Everyone responds differently to stressful events. That stress response is part instinct and part to do with how we think. We can train our minds how to best respond to the stressors in our lives. Stress does not need to be all bad. Some stress in our daily lives is good and challenges us to reach even higher heights.
This ebook is dedicated to helping people, everywhere, to harness the stress in their lives and channel it into something that is beneficial and positive.
In 1932, Walter Cannon offered some of the earliest research on stress and established the theory of the “fight-or-flight” response. His work proved that when an organism experiences a shock or perceives a threat, it reacts instantly by releasing hormones that help it to survive.
In human beings and other animals, these hormones allow for greater speed and strength. Heart rate and blood pressure increases, delivering more oxygen and blood sugar to support major muscles.
Sweating increases to better cool the muscles and allowing them to remain efficient. Blood is regulated to reduce blood loss if there is any damaged. Hormones focus our attention on the threat, to the exclusion of everything else. All of this commands a heightened ability to survive life-threatening events.

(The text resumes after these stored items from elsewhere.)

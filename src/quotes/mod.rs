use std::sync::Arc;

use rusqlite::Connection;
use thiserror::Error;
use time::OffsetDateTime;

use crate::dialog::FormatterRegistry;
use crate::events::{emit, EventSink, QuoteEvent, Verb};
use crate::signature::line_signatures;
use crate::storage::{
    self, rows, timestamp_now, StorageHandle, TimestampField, TimestampPage, TimestampQuery,
};

mod model;

pub use model::{
    Account, AccountId, DraftOptions, DuplicateCandidate, Quote, QuoteId, QuoteState, QuoteUpdate,
    NICK_LABEL_PREFIX,
};

#[derive(Debug, Error)]
pub enum QuoteError {
    #[error("quote {0} not found")]
    NotFound(QuoteId),
    #[error("cannot {operation} quote {id}: it is {state}")]
    InvalidState {
        id: QuoteId,
        state: QuoteState,
        operation: &'static str,
    },
    #[error("account {account} may not change quote {id}")]
    NoPermission { id: QuoteId, account: AccountId },
    #[error("account {0} not found")]
    UnknownAccount(AccountId),
    #[error("dialog cannot be empty")]
    EmptyDialog,
    #[error(transparent)]
    Storage(#[from] anyhow::Error),
}

impl QuoteError {
    /// Only lost races for the write lock are worth retrying; every other
    /// variant describes a caller or input problem.
    pub fn is_retryable(&self) -> bool {
        match self {
            QuoteError::Storage(err) => storage::is_contention(err),
            _ => false,
        }
    }
}

pub type QuoteResult<T> = std::result::Result<T, QuoteError>;
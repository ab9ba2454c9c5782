use std::str::Lines;

pub mod format;

pub use format::{
    FormatMatch, FormatterRegistry, Line, LineFormatter, NickFormatter, ParamValue, RenderedLine,
    TimestampFormatter,
};

/// Splits raw dialog text into logical lines.
///
/// A physical line indented deeper than the line that opened the current
/// logical line is a continuation and gets joined onto it with a single
/// space. Anything at the same or a shallower indent starts a new logical
/// line. The iterator borrows the input and carries no state between calls.
pub fn parse_dialog(text: &str) -> DialogLines<'_> {
    DialogLines {
        physical: text.trim().lines(),
        start_indent: 0,
        current: None,
        done: false,
    }
}

pub struct DialogLines<'a> {
    physical: Lines<'a>,
    start_indent: usize,
    current: Option<String>,
    done: bool,
}

impl<'a> Iterator for DialogLines<'a> {
    type Item = String;

    fn next(&mut self) -> Option<String> {
        if self.done {
            return None;
        }
        for raw in self.physical.by_ref() {
            let indent = indent_width(raw);
            let piece = raw.trim();
            match self.current.as_mut() {
                Some(current) if indent > self.start_indent => {
                    if !piece.is_empty() {
                        if !current.is_empty() {
                            current.push(' ');
                        }
                        current.push_str(piece);
                    }
                }
                _ => {
                    self.start_indent = indent;
                    let finished = self.current.replace(piece.to_string());
                    if finished.is_some() {
                        return finished;
                    }
                }
            }
        }
        self.done = true;
        self.current.take().filter(|line| !line.is_empty())
    }
}

fn indent_width(line: &str) -> usize {
    line.chars().take_while(|ch| ch.is_whitespace()).count()
}

#[cfg(test)]
mod tests {
    use super::*;

    fn collect(text: &str) -> Vec<String> {
        parse_dialog(text).collect()
    }

    #[test]
    fn deeper_indent_continues_the_previous_line() {
        assert_eq!(collect("a\n  b\nc"), vec!["a b", "c"]);
    }

    #[test]
    fn equal_indent_starts_a_new_line() {
        assert_eq!(
            collect("<bob> one\n<amy> two\n<bob> three"),
            vec!["<bob> one", "<amy> two", "<bob> three"]
        );
    }

    #[test]
    fn continuation_is_measured_against_the_opening_line() {
        let text = "<bob> this wraps\n    over two\n    and three lines\n  <amy> indented reply";
        assert_eq!(
            collect(text),
            vec!["<bob> this wraps over two and three lines <amy> indented reply"]
        );

        let text = "<bob> first\n  <amy> nested\n<bob> second";
        assert_eq!(collect(text), vec!["<bob> first <amy> nested", "<bob> second"]);
    }

    #[test]
    fn trailing_continuation_is_flushed() {
        assert_eq!(collect("a\n   b\n   c"), vec!["a b c"]);
    }

    #[test]
    fn windows_newlines_are_accepted() {
        assert_eq!(collect("a\r\n  b\r\nc\r\n"), vec!["a b", "c"]);
    }

    #[test]
    fn blank_lines_at_column_zero_are_kept() {
        assert_eq!(collect("a\n\nb"), vec!["a", "", "b"]);
    }

    #[test]
    fn empty_input_yields_nothing() {
        assert!(collect("").is_empty());
        assert!(collect("   \n  \n").is_empty());
    }

    #[test]
    fn parsing_is_restartable() {
        let text = "x\n  y\nz";
        assert_eq!(collect(text), collect(text));
    }
}
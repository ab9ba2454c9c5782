//! Short per-line fingerprints used to spot the same dialog submitted twice.
//!
//! A signature is the speaker's normalized nick followed by the first few
//! words of what they said, lowercased with punctuation dropped. Small
//! edits further into a line, different timestamps, or a changed nick
//! flag all leave the signature unchanged.

use std::collections::BTreeSet;

use crate::dialog::Line;

pub const SIGNATURE_MAX_WORDS: usize = 6;
pub const SIGNATURE_MAX_LENGTH: usize = 40;
pub const SIGNATURE_MIN_LENGTH: usize = 10;

pub fn signature(actor: Option<&str>, text: &str) -> Option<String> {
    let mut parts: Vec<String> = Vec::new();
    let mut length = 0usize;

    if let Some(actor) = actor.map(canonical_word).filter(|nick| !nick.is_empty()) {
        length += actor.chars().count() + 1;
        parts.push(actor);
    }

    for raw in text.split_whitespace().take(SIGNATURE_MAX_WORDS) {
        let word = canonical_word(raw);
        if word.is_empty() {
            continue;
        }
        let cost = word.chars().count() + 1;
        if length + cost > SIGNATURE_MAX_LENGTH {
            if parts.is_empty() {
                parts.push(word.chars().take(SIGNATURE_MAX_LENGTH).collect());
            }
            break;
        }
        length += cost;
        parts.push(word);
    }

    let joined = parts.join(" ");
    if joined.chars().count() < SIGNATURE_MIN_LENGTH {
        return None;
    }
    Some(joined)
}

/// Signatures for every line of a parsed quote.
pub fn line_signatures(lines: &[Line]) -> BTreeSet<String> {
    lines
        .iter()
        .filter_map(|line| {
            let rendered = line.render();
            signature(rendered.normalized_nick(), &rendered.text)
        })
        .collect()
}

fn canonical_word(raw: &str) -> String {
    raw.chars()
        .filter(|ch| ch.is_alphanumeric())
        .flat_map(char::to_lowercase)
        .collect()
}

#[cfg(test)]
mod tests {
    use super::*;
    use crate::dialog::FormatterRegistry;

    #[test]
    fn short_text_has_no_signature() {
        assert_eq!(signature(None, "lol"), None);
        assert_eq!(signature(Some("bob"), "ok"), None);
        assert_eq!(signature(None, ""), None);
    }

    #[test]
    fn signature_starts_with_the_speaker() {
        assert_eq!(
            signature(Some("bob"), "Hello, World! how are you"),
            Some("bob hello world how are you".to_string())
        );
    }

    #[test]
    fn signature_stops_at_the_word_limit() {
        let sig = signature(None, "one two three four five six seven eight").expect("signature");
        assert_eq!(sig, "one two three four five six");
    }

    #[test]
    fn signature_stops_before_exceeding_the_length_budget() {
        let text = "aaaaaaaaaaaaaaa bbbbbbbbbbbbbbb ccccccccccccccc";
        let sig = signature(None, text).expect("signature");
        assert_eq!(sig, "aaaaaaaaaaaaaaa bbbbbbbbbbbbbbb");
        assert!(sig.chars().count() <= SIGNATURE_MAX_LENGTH);
    }

    #[test]
    fn oversized_first_word_is_truncated() {
        let word = "x".repeat(SIGNATURE_MAX_LENGTH + 15);
        let sig = signature(None, &word).expect("signature");
        assert_eq!(sig.len(), SIGNATURE_MAX_LENGTH);
    }

    #[test]
    fn rewording_past_the_prefix_keeps_the_signature() {
        let a = signature(Some("amy"), "did you see the game last night?");
        let b = signature(Some("amy"), "Did you see the game last week!!");
        assert!(a.is_some());
        assert_eq!(a, b);
    }

    #[test]
    fn signature_is_deterministic_across_formatting() {
        let registry = FormatterRegistry::standard();
        let first = registry.parse("[10:01] <@bob> the build is broken again", false);
        let second = registry.parse("(22:47) <bob> The build is broken again.", false);
        assert_eq!(line_signatures(&first), line_signatures(&second));
        assert_eq!(line_signatures(&first).len(), 1);
    }

    #[test]
    fn preserved_lines_sign_the_raw_text() {
        let registry = FormatterRegistry::standard();
        let lines = registry.parse("<bob> the build is broken again", true);
        let sigs = line_signatures(&lines);
        assert!(sigs.contains("bob the build is broken again"));
    }
}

We can also trigger this same reaction when faced with something unexpected or something that frustrates our goals. If the threat is small, our response will be likewise, we may not notice the stressor among the many other distractions of a stressful day.
This mobilization of the body to spring into survival mode also has negative consequences. We become excitable, anxious, jumpy and irritable. This state can reduce our ability to be most effective. With shakiness and a pounding heart, we can find it difficult to carry out controlled skills.